Caregiver in general has two types of distress. First, primary distress from the task of caring. It can be from planning and implementation of treatment, giving great attention to ‘patient’, supervise the planned activities, and overcome ‘patient’’s emotional problems. Second, the secondary distress from other sources. It can be conflict between family members regarding the caregiving activities, economic problems, limited spare time and social activities. Caregiver’s full schedule can lead to reduction time to interact with families and social groups that will change her/his pattern of relationships. Changes in the pattern of this relationship can cause conflict and become another burden for the caregiver.

Caregiver can experience decline in her/his mental and physical health, increased anxiety level, emergence of depression, reduced social life, loss of self-esteem and slowly declining performance. From physical and mental health point of view, somatic complaints arise such as digestive trouble, lack of appetite, headaches, exhaustion, body weight decreased / increased, withdraw from social environment, easy feel offended, insomnia, and increase sarcastic and addicted (cigarettes, alcohol, food, etc.) behavior. Caregiver thinking pattern also stick to a particular perspective in which she/he felt have no time and opportunity to reduce her/his stress level or finding help. The professional that experience caregiver burden can develop a sense of failure that threats her/his self-esteem in professional life. This can lead to the change in attitude and behavior in handling next client. This change can be a work-dissatisfaction, cynical, or rejection toward particular client or too involved with a particular client.

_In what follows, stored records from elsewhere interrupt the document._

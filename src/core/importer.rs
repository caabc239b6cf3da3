use crate::core::matcher::{HandleMatcher, Match};
use crate::core::paginator::fetch_all_products;
use crate::core::{
    CatalogApi, CreateOutcome, ExportId, ExportRecord, ExportStore, Metafield, Pace, Product,
    RateLimiter, Result,
};
use crate::domain::model::{ImportSummary, NotFoundProduct, RecordReport};
use crate::utils::error::TransferError;

/// Recreates exported metafields on the destination store, matching products
/// by handle. Only creates; existing metafields are left untouched.
pub struct Importer<A: CatalogApi, E: ExportStore, R: RateLimiter> {
    destination: A,
    store: E,
    limiter: R,
    strict_handles: bool,
}

impl<A: CatalogApi, E: ExportStore, R: RateLimiter> Importer<A, E, R> {
    pub fn new(destination: A, store: E, limiter: R) -> Self {
        Self {
            destination,
            store,
            limiter,
            strict_handles: false,
        }
    }

    /// Refuse to import when two destination products share a handle.
    pub fn with_strict_handles(mut self, strict: bool) -> Self {
        self.strict_handles = strict;
        self
    }

    /// Import `export_id`, or the latest recorded export when `None`.
    pub async fn run(&self, export_id: Option<&ExportId>) -> Result<ImportSummary> {
        tracing::info!("🚀 Starting metafields import to destination store...");

        let export_id = match export_id {
            Some(id) => id.clone(),
            None => self
                .store
                .latest()
                .await?
                .ok_or(TransferError::NoExportFound)?,
        };
        let rows = self.store.load(&export_id).await?;
        tracing::info!("📂 Loaded export {} ({} products)", export_id, rows.len());

        let destination_products = fetch_all_products(&self.destination).await?;
        tracing::info!(
            "📦 Found {} products in destination store",
            destination_products.len()
        );

        let matcher = HandleMatcher::new(destination_products);
        tracing::info!("✅ Created handle lookup for {} products", matcher.handle_count());

        for collision in matcher.collisions() {
            tracing::warn!(
                "⚠️  Handle '{}' is shared by destination products {:?}; using {}",
                collision.handle,
                collision.product_ids,
                collision.product_ids.last().copied().unwrap_or_default()
            );
        }
        if self.strict_handles {
            if let Some(collision) = matcher.collisions().first() {
                return Err(TransferError::HandleCollision {
                    handle: collision.handle.clone(),
                    count: collision.product_ids.len(),
                });
            }
        }

        let mut summary = ImportSummary {
            export_id: Some(export_id),
            handle_collisions: matcher.collisions().to_vec(),
            ..Default::default()
        };

        let total = rows.len();
        for (index, row) in rows.iter().enumerate() {
            let record = match row {
                Ok(record) => record,
                Err(malformed) => {
                    tracing::error!(
                        "❌ Error processing {}/{}: unreadable export {}",
                        index + 1,
                        total,
                        malformed
                    );
                    summary.errored += 1;
                    summary.malformed_rows.push(malformed.clone());
                    continue;
                }
            };
            tracing::info!("Processing {}/{}: {}", index + 1, total, record.title);

            let product = match matcher.resolve(record) {
                Match::Found(product) => product,
                Match::NotFound => {
                    tracing::warn!(
                        "⚠️  Product handle not found in destination: {} ({})",
                        record.handle,
                        record.title
                    );
                    summary.not_found += 1;
                    summary.not_found_products.push(NotFoundProduct {
                        title: record.title.clone(),
                        handle: record.handle.clone(),
                    });
                    continue;
                }
            };

            tracing::info!(
                "✅ Found matching product: {} (Handle: {})",
                product.title,
                product.handle
            );

            let mut report = RecordReport {
                title: record.title.clone(),
                handle: record.handle.clone(),
                destination_product_id: product.id,
                ..Default::default()
            };

            match self.import_record(product, record, &mut report).await {
                Ok(()) => {
                    tracing::info!(
                        "   📝 Created {} metafields ({} errors, {} already present)",
                        report.created,
                        report.errors,
                        report.duplicates
                    );
                    summary.processed += 1;
                }
                Err(e) => {
                    tracing::error!("❌ Error processing {}: {}", record.title, e);
                    summary.errored += 1;
                }
            }

            summary.metafields_created += report.created;
            summary.metafields_duplicate += report.duplicates;
            summary.metafield_errors += report.errors;
            summary.records.push(report);

            self.limiter.pause(Pace::Record).await;
        }

        log_summary(&summary);
        Ok(summary)
    }

    /// Create every metafield of `record` on `product`. Per-metafield API
    /// failures are tallied in `report`; a malformed metafield aborts the rest
    /// of the record.
    async fn import_record(
        &self,
        product: &Product,
        record: &ExportRecord,
        report: &mut RecordReport,
    ) -> Result<()> {
        for metafield in &record.metafields {
            check_metafield(metafield)?;

            match self
                .destination
                .create_metafield(product.id, metafield)
                .await
            {
                Ok(CreateOutcome::Created) => {
                    tracing::debug!("   ✅ Created metafield: {}", metafield.qualified_key());
                    report.created += 1;
                }
                Ok(CreateOutcome::AlreadyExists) => {
                    tracing::info!(
                        "   ⚠️  Metafield already exists: {}",
                        metafield.qualified_key()
                    );
                    report.duplicates += 1;
                }
                Err(e) => {
                    tracing::error!(
                        "   ❌ Error creating metafield {}: {}",
                        metafield.qualified_key(),
                        e
                    );
                    report.errors += 1;
                }
            }

            self.limiter.pause(Pace::MetafieldCreate).await;
        }
        Ok(())
    }
}

fn check_metafield(metafield: &Metafield) -> Result<()> {
    let missing = [
        ("namespace", &metafield.namespace),
        ("key", &metafield.key),
        ("type", &metafield.r#type),
    ]
    .into_iter()
    .find(|(_, value)| value.trim().is_empty());

    match missing {
        Some((field, _)) => Err(TransferError::MalformedMetafield {
            qualified_key: metafield.qualified_key(),
            reason: format!("{} is empty", field),
        }),
        None => Ok(()),
    }
}

fn log_summary(summary: &ImportSummary) {
    tracing::info!("Import Summary:");
    tracing::info!("✅ Successfully processed: {} products", summary.processed);
    tracing::info!("❌ Products not found: {}", summary.not_found);
    tracing::info!("⚠️  Processing errors: {}", summary.errored);
    tracing::info!(
        "📝 Metafields created: {}, already present: {}, failed: {}",
        summary.metafields_created,
        summary.metafields_duplicate,
        summary.metafield_errors
    );

    if summary.all_matched() {
        tracing::info!("🎉 All products were successfully matched by handle!");
    } else {
        tracing::info!("❌ Products not found in destination store:");
        for product in &summary.not_found_products {
            tracing::info!("   - {}", product);
        }
        tracing::info!(
            "💡 Tip: Check if these products exist in destination store with the same handles"
        );
    }

    if !summary.malformed_rows.is_empty() {
        tracing::info!("❌ Export rows that could not be read:");
        for row in &summary.malformed_rows {
            tracing::info!("   - {}", row);
        }
    }
}
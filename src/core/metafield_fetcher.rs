use crate::core::{CatalogApi, Metafield};

/// Metafields attached to one product. Failures are logged and reported as
/// an empty list so one bad product cannot abort a whole export.
pub async fn fetch_metafields<A: CatalogApi + ?Sized>(api: &A, product_id: u64) -> Vec<Metafield> {
    match api.product_metafields(product_id).await {
        Ok(metafields) => metafields,
        Err(e) => {
            tracing::error!("❌ Error getting metafields for product {}: {}", product_id, e);
            Vec::new()
        }
    }
}
//! Tabular export artifact.
//!
//! One CSV file per export run: a header row, then one row per product with
//! the product's metafields packed into a JSON array in the last column. A
//! small pointer file names the most recent export so an import can find it
//! without being told.

use crate::core::{
    ExportId, ExportRecord, ExportRow, ExportSet, ExportStore, MalformedRow, Metafield, Storage,
};
use crate::utils::error::{Result, TransferError};
use async_trait::async_trait;
use chrono::{DateTime, Utc};

pub const HEADERS: [&str; 6] = [
    "Title",
    "Handle",
    "SKU",
    "Source Product ID",
    "Metafields Count",
    "Metafields JSON",
];

pub const LATEST_EXPORT_POINTER: &str = "latest-export";

pub fn encode_export(records: &[ExportRecord]) -> Result<Vec<u8>> {
    let mut writer = csv::Writer::from_writer(Vec::new());
    writer.write_record(HEADERS)?;

    for record in records {
        let source_product_id = record
            .source_product_id
            .map(|id| id.to_string())
            .unwrap_or_default();
        let count = record.metafields.len().to_string();
        let metafields_json = serde_json::to_string(&record.metafields)?;
        writer.write_record([
            record.title.as_str(),
            record.handle.as_str(),
            record.sku.as_str(),
            source_product_id.as_str(),
            count.as_str(),
            metafields_json.as_str(),
        ])?;
    }

    writer
        .into_inner()
        .map_err(|e| TransferError::IoError(std::io::Error::new(e.error().kind(), e.to_string())))
}

/// Decode an artifact row by row. A row that cannot be read back becomes a
/// `MalformedRow` and the rest of the artifact is still decoded.
pub fn decode_export(data: &[u8]) -> Vec<ExportRow> {
    let mut reader = csv::ReaderBuilder::new()
        .has_headers(true)
        .flexible(true)
        .from_reader(data);

    let rows: Vec<ExportRow> = reader
        .records()
        .enumerate()
        .map(|(index, row)| {
            // Line 1 is the header.
            let line = index + 2;
            match row {
                Ok(row) => decode_row(&row, line),
                Err(e) => Err(MalformedRow {
                    row: line,
                    title: String::new(),
                    handle: String::new(),
                    reason: e.to_string(),
                }),
            }
        })
        .collect();
    rows
}

fn decode_row(row: &csv::StringRecord, line: usize) -> ExportRow {
    let column = |i: usize| row.get(i).unwrap_or("");

    let metafields: Vec<Metafield> = match column(5).trim() {
        "" => Vec::new(),
        blob => serde_json::from_str(blob).map_err(|e| MalformedRow {
            row: line,
            title: column(0).to_string(),
            handle: column(1).to_string(),
            reason: format!("invalid metafields JSON: {}", e),
        })?,
    };

    let source_product_id = match column(3).trim() {
        "" => None,
        raw => match raw.parse::<u64>() {
            Ok(id) => Some(id),
            Err(e) => {
                tracing::warn!("⚠️  Row {}: unreadable source product id '{}': {}", line, raw, e);
                None
            }
        },
    };

    if let Ok(count) = column(4).trim().parse::<usize>() {
        if count != metafields.len() {
            tracing::warn!(
                "⚠️  Row {}: count column says {} metafields, JSON holds {}",
                line,
                count,
                metafields.len()
            );
        }
    }

    Ok(ExportRecord {
        title: column(0).to_string(),
        handle: column(1).to_string(),
        sku: column(2).to_string(),
        source_product_id,
        metafields,
    })
}

pub struct CsvExportStore<S: Storage> {
    storage: S,
}

impl<S: Storage> CsvExportStore<S> {
    pub fn new(storage: S) -> Self {
        Self { storage }
    }
}

fn not_found_as_none<T>(result: Result<T>) -> Result<Option<T>> {
    match result {
        Ok(value) => Ok(Some(value)),
        Err(TransferError::IoError(e)) if e.kind() == std::io::ErrorKind::NotFound => Ok(None),
        Err(e) => Err(e),
    }
}

#[async_trait]
impl<S: Storage> ExportStore for CsvExportStore<S> {
    async fn save(&self, records: &ExportSet, exported_at: DateTime<Utc>) -> Result<ExportId> {
        let id = ExportId::generate(exported_at);
        let data = encode_export(records)?;

        tracing::debug!("Writing export ({} bytes) to storage", data.len());
        self.storage.write_file(id.as_str(), &data).await?;
        self.storage
            .write_file(LATEST_EXPORT_POINTER, id.as_str().as_bytes())
            .await?;

        tracing::info!("💾 Metafields data saved to: {}", id);
        Ok(id)
    }

    async fn load(&self, id: &ExportId) -> Result<Vec<ExportRow>> {
        let data = not_found_as_none(self.storage.read_file(id.as_str()).await)?
            .ok_or(TransferError::NoExportFound)?;
        Ok(decode_export(&data))
    }

    async fn latest(&self) -> Result<Option<ExportId>> {
        let pointer = not_found_as_none(self.storage.read_file(LATEST_EXPORT_POINTER).await)?;
        Ok(pointer
            .map(|bytes| String::from_utf8_lossy(&bytes).trim().to_string())
            .filter(|name| !name.is_empty())
            .map(ExportId))
    }
}
use crate::core::{Pace, RateLimiter};
use std::time::Duration;

/// Constant sleep per pace. The defaults keep a single client under the
/// Admin REST bucket of two calls per second.
#[derive(Debug, Clone, Copy, PartialEq, Eq)]
pub struct FixedDelay {
    pub metafield_fetch: Duration,
    pub metafield_create: Duration,
    pub record: Duration,
}

impl FixedDelay {
    pub fn new(metafield_fetch: Duration, metafield_create: Duration, record: Duration) -> Self {
        Self {
            metafield_fetch,
            metafield_create,
            record,
        }
    }

    pub fn delay_for(&self, pace: Pace) -> Duration {
        match pace {
            Pace::MetafieldFetch => self.metafield_fetch,
            Pace::MetafieldCreate => self.metafield_create,
            Pace::Record => self.record,
        }
    }
}

impl Default for FixedDelay {
    fn default() -> Self {
        Self::new(
            Duration::from_millis(300),
            Duration::from_millis(200),
            Duration::from_millis(500),
        )
    }
}

impl RateLimiter for FixedDelay {
    async fn pause(&self, pace: Pace) {
        let delay = self.delay_for(pace);
        if !delay.is_zero() {
            tokio::time::sleep(delay).await;
        }
    }
}

#[derive(Debug, Clone, Copy, Default)]
pub struct NoDelay;

impl RateLimiter for NoDelay {
    async fn pause(&self, _pace: Pace) {}
}
// Adapters layer: concrete implementations of the domain ports (store API, file storage, export file).

pub mod export_sheet;
pub mod shopify;
pub mod storage;

pub use export_sheet::CsvExportStore;
pub use shopify::ShopifyClient;
pub use storage::LocalStorage;
use crate::core::ExportId;
use clap::{Parser, Subcommand};

#[derive(Debug, Clone, Parser)]
#[command(name = "metafield-transfer")]
#[command(about = "Copy product metafields from one Shopify store to another")]
pub struct Cli {
    /// Path to the TOML configuration file
    #[arg(short, long, global = true, default_value = "transfer.toml")]
    pub config: String,

    /// Enable verbose output
    #[arg(short, long, global = true)]
    pub verbose: bool,

    /// Emit logs as JSON lines
    #[arg(long, global = true)]
    pub json_logs: bool,

    #[command(subcommand)]
    pub command: Command,
}

#[derive(Debug, Clone, Subcommand)]
pub enum Command {
    /// Read all products of the source store and save their metafields
    Export,

    /// Create the exported metafields on the destination store
    Import {
        /// Export to import (defaults to the latest one)
        #[arg(long)]
        export: Option<String>,

        /// Abort when destination products share a handle
        #[arg(long)]
        strict_handles: bool,
    },

    /// Show what an export contains without touching any store
    Inspect {
        /// Export to inspect (defaults to the latest one)
        #[arg(long)]
        export: Option<String>,
    },
}

impl Command {
    pub fn export_id(&self) -> Option<ExportId> {
        match self {
            Command::Import { export, .. } | Command::Inspect { export } => {
                export.as_deref().map(ExportId::from)
            }
            Command::Export => None,
        }
    }
}

#[cfg(test)]
mod tests {
    use super::*;

    #[test]
    fn test_parse_import_with_options() {
        let cli = Cli::parse_from([
            "metafield-transfer",
            "--config",
            "stores.toml",
            "import",
            "--export",
            "metafields-export-20240101T000000.000Z.csv",
            "--strict-handles",
            "-v",
        ]);

        assert_eq!(cli.config, "stores.toml");
        assert!(cli.verbose);
        assert!(matches!(
            cli.command,
            Command::Import {
                strict_handles: true,
                ..
            }
        ));
        assert_eq!(
            cli.command.export_id(),
            Some(ExportId::from("metafields-export-20240101T000000.000Z.csv"))
        );
    }

    #[test]
    fn test_defaults() {
        let cli = Cli::parse_from(["metafield-transfer", "export"]);

        assert_eq!(cli.config, "transfer.toml");
        assert!(!cli.json_logs);
        assert!(cli.command.export_id().is_none());
    }
}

There are several ways to reduce the distress experienced during the process of caring, such as develop a sense of humor, changing perspective about how to help, realizing limitations in helping, allocate time to do leisure activities and also have healthy habits. They also must be conscientious to watch over her/his welfare and learn to recognize burden or burnout symptoms. Some other assistance that can be used are:
  1. Counseling
    Counseling can help caregiver to normalized emotion and make sure that she/he already do the best, provide neutral point of view to stimulate insight in exploring alternatives for treatment process that may help reduce burden, and also help to get out from particular thinking pattern that not helping in solving problem.

  2. Additional education
    Caregiver need more knowledge and skills regarding the cases she/he handle in order to make her/him able to design treatment program that less burden and at the same time increase confidence in helping.

  3. Planning
    Caregiver can set up some strategies to be applied in various situations, therefore she/he may feel more stable to control any situation so that may appear.

  4. Self-care
    Caregiver must be able to set time for her/his personal needs, particularly related to health and social life. Caregiver should have a social group to do fun activities.